Platform Policy for Anti-Aging Claims

Meta and Google both restrict anti-aging claims in advertising as part of their health and wellness category policies. Meta explicitly lists "anti-aging" as a category requiring heightened review, and ads making specific anti-aging promises face frequent rejection regardless of the underlying product type. The rejections are most common for claims about reversing aging, reducing biological age, or producing measurable anti-aging effects — the types of claims that are also problematic under FTC standards.

The anti-aging advertising that passes platform review most consistently uses wellness-oriented language rather than disease-treatment or age-reversal language. "Support your cellular health," "invest in your long-term vitality," "optimize your energy and wellbeing" — these phrasings address the patient's underlying motivation (wanting to feel better and age healthfully) without making the specific clinical claims that trigger platform rejection and FTC scrutiny. This reframing requires more creative skill than straightforwardly claiming "look and feel decades younger," but it also tends to build more authentic brand positioning because it does not over-promise in ways that lead to patient disappointment and churn.

Longevity Clinic and Functional Medicine Branding

Many NAD+ and anti-aging telehealth brands position themselves as longevity clinics or functional medicine providers rather than as product sellers. This positioning has compliance advantages: by centering the physician-patient relationship and the clinical evaluation process, rather than the specific treatments being offered, longevity clinic advertising can discuss patient goals (optimizing energy, supporting healthy aging, improving metabolic function) without making the product-specific claims that carry higher regulatory risk.
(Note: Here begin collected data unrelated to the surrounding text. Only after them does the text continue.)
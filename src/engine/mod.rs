//! Round lifecycle and settlement engine
//!
//! Data flow per round:
//!   RoundScheduler -> RoundManager::lock -> SettlementEngine::settle
//!   -> RewardDistributor::apply -> RoundManager::finalize
//!
//! Stakes flow into the StakeBook while the round is open. The
//! [`PredictionMarket`] facade wires the components together for the service
//! binary, the HTTP API and the scheduler.

pub mod distributor;
pub mod feed;
pub mod ledger;
pub mod round_manager;
pub mod scheduler;
pub mod settlement;
pub mod stake_book;

#[cfg(test)]
mod distributor_tests;
#[cfg(test)]
mod stake_book_tests;
#[cfg(test)]
mod test_fixtures;

pub use distributor::{DistributionReceipt, RewardDistributor};
pub use feed::{EngagementFeed, EngagementSnapshot, HttpEngagementFeed, StaticEngagementFeed};
pub use ledger::{BalanceLedger, InMemoryBalanceLedger, LedgerApply, MutationKind, SqliteBalanceLedger};
pub use round_manager::{RoundManager, RoundOutcome};
pub use scheduler::{RoundScheduler, TickReport};
pub use settlement::SettlementEngine;
pub use stake_book::{PoolStats, StakeBook};

use crate::config::EngineConfig;
use crate::engine::ledger::BalanceMutation;
use crate::error::EngineError;
use crate::models::{
    Amount, Category, ClipId, PoolSummary, Round, RoundRef, RoundState, SettlementResult, Stake,
};
use crate::store::EngineDb;
use chrono::{DateTime, Utc};
use parking_lot::Mutex;
use std::collections::HashMap;
use std::sync::Arc;
use tracing::{info, warn};

/// How `complete_settlement` closed a round.
#[derive(Debug, Clone, PartialEq, Eq)]
pub enum SettlementOutcome {
    Settled {
        result: SettlementResult,
        receipt: DistributionReceipt,
    },
    Voided {
        receipt: DistributionReceipt,
    },
}

pub struct PredictionMarket {
    config: EngineConfig,
    rounds: Arc<RoundManager>,
    book: Arc<StakeBook>,
    settlement: Arc<SettlementEngine>,
    distributor: Arc<RewardDistributor>,
    /// Serializes settlement completion and administrative void per round.
    closing: Mutex<HashMap<RoundRef, Arc<Mutex<()>>>>,
}

impl PredictionMarket {
    /// Engine with no durable store.
    pub fn new_in_memory(config: EngineConfig) -> Self {
        let rounds = Arc::new(RoundManager::new(&config));
        let book = Arc::new(StakeBook::new(&config, rounds.clone()));
        let settlement = Arc::new(SettlementEngine::new(&config));
        let distributor = Arc::new(RewardDistributor::new(Arc::new(InMemoryBalanceLedger::new())));
        Self {
            config,
            rounds,
            book,
            settlement,
            distributor,
            closing: Mutex::new(HashMap::new()),
        }
    }

    /// Engine backed by the SQLite store, with state restored from it.
    pub fn with_store(config: EngineConfig, db: Arc<EngineDb>) -> Result<Self, EngineError> {
        let rounds = Arc::new(RoundManager::with_store(&config, db.clone()));
        let book = Arc::new(StakeBook::with_store(&config, rounds.clone(), db.clone()));
        let settlement = Arc::new(SettlementEngine::with_store(&config, db.clone()));
        let distributor = Arc::new(RewardDistributor::new(Arc::new(SqliteBalanceLedger::new(db))));

        let restored_rounds = rounds.restore()?;
        let restored_stakes = book.restore()?;
        let restored_results = settlement.restore()?;
        info!(
            rounds = restored_rounds,
            stakes = restored_stakes,
            settlements = restored_results,
            "📂 Engine state restored"
        );

        Ok(Self {
            config,
            rounds,
            book,
            settlement,
            distributor,
            closing: Mutex::new(HashMap::new()),
        })
    }

    pub fn config(&self) -> &EngineConfig {
        &self.config
    }

    pub fn rounds(&self) -> &Arc<RoundManager> {
        &self.rounds
    }

    pub fn stake_book(&self) -> &Arc<StakeBook> {
        &self.book
    }

    pub fn settlement(&self) -> &Arc<SettlementEngine> {
        &self.settlement
    }

    pub fn distributor(&self) -> &Arc<RewardDistributor> {
        &self.distributor
    }

    pub fn open_round(
        &self,
        category: Category,
        candidate_clip_ids: Vec<ClipId>,
        now: DateTime<Utc>,
    ) -> Result<Round, EngineError> {
        self.rounds.open(category, candidate_clip_ids, now)
    }

    pub fn place_stake(
        &self,
        round_ref: &RoundRef,
        user_id: &str,
        clip_id: &str,
        amount: Amount,
    ) -> Result<Stake, EngineError> {
        self.book.record(round_ref, user_id, clip_id, amount)
    }

    pub fn settlement_result(&self, round_ref: &RoundRef) -> Option<SettlementResult> {
        self.settlement.result(round_ref)
    }

    pub fn balance_of(&self, user_id: &str) -> Result<Amount, EngineError> {
        self.distributor.ledger().balance_of(user_id)
    }

    pub fn remainder_total(&self) -> Result<Amount, EngineError> {
        self.distributor.ledger().remainder_total()
    }

    pub fn pool_summary(
        &self,
        round_ref: &RoundRef,
        now: DateTime<Utc>,
    ) -> Result<PoolSummary, EngineError> {
        let round = self.rounds.get(round_ref)?;
        Ok(self.summarize(&round, now))
    }

    /// Summaries of every non-terminal round, ordered by category.
    pub fn active_pools(&self, now: DateTime<Utc>) -> Vec<PoolSummary> {
        Category::ALL
            .into_iter()
            .filter_map(|category| self.rounds.active_round(category))
            .map(|round| self.summarize(&round, now))
            .collect()
    }

    fn summarize(&self, round: &Round, now: DateTime<Utc>) -> PoolSummary {
        let stats = self.book.pool_stats(&round.round_ref);
        PoolSummary {
            round_ref: round.round_ref,
            pool_id: round.round_ref.to_string(),
            category: round.round_ref.category,
            state: round.state,
            total_staked: stats.total_staked,
            participants: stats.participants,
            stake_count: stats.stake_count,
            candidate_count: round.candidate_clip_ids.len(),
            time_left_secs: (round.locks_at - now).num_seconds().max(0),
        }
    }

    /// Move a round forward to Settling from wherever it is (Open or Locked).
    pub fn advance_to_settling(&self, round_ref: &RoundRef) -> Result<Round, EngineError> {
        let round = self.rounds.get(round_ref)?;
        if round.state == RoundState::Open {
            self.rounds.lock(round_ref)?;
        }
        self.rounds.begin_settlement(round_ref)
    }

    /// Settle, distribute and finalize a frozen round.
    ///
    /// Safe to call again after any partial failure: settlement returns the
    /// stored result and distribution is keyed by round. A round whose
    /// stakes were already refunded is finished as Voided. An invariant
    /// violation flags the round for review and leaves it in Settling.
    pub fn complete_settlement(
        &self,
        round_ref: &RoundRef,
        snapshot: &EngagementSnapshot,
    ) -> Result<SettlementOutcome, EngineError> {
        let guard = self.closing_guard(round_ref);
        let _held = guard.lock();

        let round = self.rounds.get(round_ref)?;
        if let Some(reason) = &round.review_reason {
            return Err(EngineError::InvariantViolation {
                round_ref: *round_ref,
                detail: format!("round under manual review: {}", reason),
            });
        }
        match round.state {
            RoundState::Open => {
                return Err(EngineError::RoundNotFrozen {
                    round_ref: *round_ref,
                    state: round.state,
                })
            }
            RoundState::Voided => {
                let receipt = self.distributor.refund(round_ref, &self.book)?;
                return Ok(SettlementOutcome::Voided { receipt });
            }
            RoundState::Locked | RoundState::Settling | RoundState::Settled => {}
        }

        let round = self.rounds.begin_settlement(round_ref)?;
        if self.applied_kind(round_ref)? == Some(MutationKind::Refund) {
            warn!(round = %round_ref, "Stakes already refunded, finishing void");
            return self.finish_void(round_ref).map(|receipt| SettlementOutcome::Voided { receipt });
        }

        let result = match self.settlement.settle(&round, snapshot, &self.book) {
            Ok(result) => result,
            Err(EngineError::EmptyCandidateSet(_)) => {
                warn!(round = %round_ref, "Round has no candidates, voiding");
                return self.finish_void(round_ref).map(|receipt| SettlementOutcome::Voided { receipt });
            }
            Err(e) => return Err(self.escalate(round_ref, e)),
        };

        let receipt = self
            .distributor
            .apply(&result)
            .map_err(|e| self.escalate(round_ref, e))?;
        if round.state == RoundState::Settling {
            self.rounds.finalize(
                round_ref,
                RoundOutcome::Settled {
                    winner_clip_ids: result.winner_clip_ids.clone(),
                },
            )?;
        }
        Ok(SettlementOutcome::Settled { result, receipt })
    }

    /// Administrative void: walk the round forward to Voided and refund
    /// every stake.
    pub fn void_round(&self, round_ref: &RoundRef) -> Result<DistributionReceipt, EngineError> {
        let guard = self.closing_guard(round_ref);
        let _held = guard.lock();

        let round = self.rounds.get(round_ref)?;
        if self.settlement.result(round_ref).is_some() {
            return Err(EngineError::AlreadySettled(*round_ref));
        }
        if round.state.is_terminal() {
            return Err(EngineError::InvalidTransition {
                round_ref: *round_ref,
                from: round.state,
                to: RoundState::Voided,
            });
        }

        self.advance_to_settling(round_ref)?;
        let receipt = self.finish_void(round_ref)?;
        warn!(
            round = %round_ref,
            refunded = receipt.credit_count,
            "⛔ Round voided by administrator"
        );
        Ok(receipt)
    }

    /// Refund (once) and finalize a Settling round as Voided.
    fn finish_void(&self, round_ref: &RoundRef) -> Result<DistributionReceipt, EngineError> {
        let receipt = self.distributor.refund(round_ref, &self.book)?;
        self.rounds.finalize(round_ref, RoundOutcome::Voided)?;
        Ok(receipt)
    }

    fn applied_kind(&self, round_ref: &RoundRef) -> Result<Option<MutationKind>, EngineError> {
        self.distributor
            .ledger()
            .applied_kind(&BalanceMutation::idempotency_key_for(round_ref))
    }

    fn closing_guard(&self, round_ref: &RoundRef) -> Arc<Mutex<()>> {
        self.closing.lock().entry(*round_ref).or_default().clone()
    }

    /// Flag invariant violations for manual review; pass everything through.
    fn escalate(&self, round_ref: &RoundRef, err: EngineError) -> EngineError {
        if let EngineError::InvariantViolation { detail, .. } = &err {
            if let Err(flag_err) = self.rounds.flag_for_review(round_ref, detail) {
                warn!(round = %round_ref, error = %flag_err, "Failed to flag round for review");
            }
        }
        err
    }
}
The longevity clinic framing also aligns with how the target patient population researches and makes decisions about these services. Patients interested in NAD+ therapy and functional medicine anti-aging approaches are typically well-informed and seeking a clinical relationship, not a supplement purchase. Advertising that positions the provider relationship and the clinical sophistication of the approach resonates with this audience and converts at high rates without the compliance risks of product-claim advertising.

NAD+ Advertising and the Supplement-Drug Boundary

One of the highest-risk practices in NAD+ telehealth advertising is conflating supplement products with clinical therapy in the same advertising. If your brand sells both oral NR or NMN supplements and IV NAD+ therapy, your advertising needs to be careful about which claims apply to which product. Claims that are permitted as structure-function claims for the oral supplement — because DSHEA allows them with appropriate disclaimers — are not permitted as health claims for the IV therapy product without meeting the much higher drug-claim substantiation standard.

The FDA has increasingly scrutinized brands that use the scientific credibility of the supplement category to imply clinical therapeutic efficacy for adjacent drug products. Running ads that reference the research base for NAD+ while promoting an IV therapy clinical service effectively borrows the supplement's more flexible claims framework to support drug-category claims — a strategy the FDA and FTC are both familiar with from other categories. Keeping supplement and IV therapy advertising clearly segmented — separate campaigns, separate claims, separate disclaimers — reduces this risk materially. See our guide to peptide advertising compliance for related issues in the functional medicine telehealth space.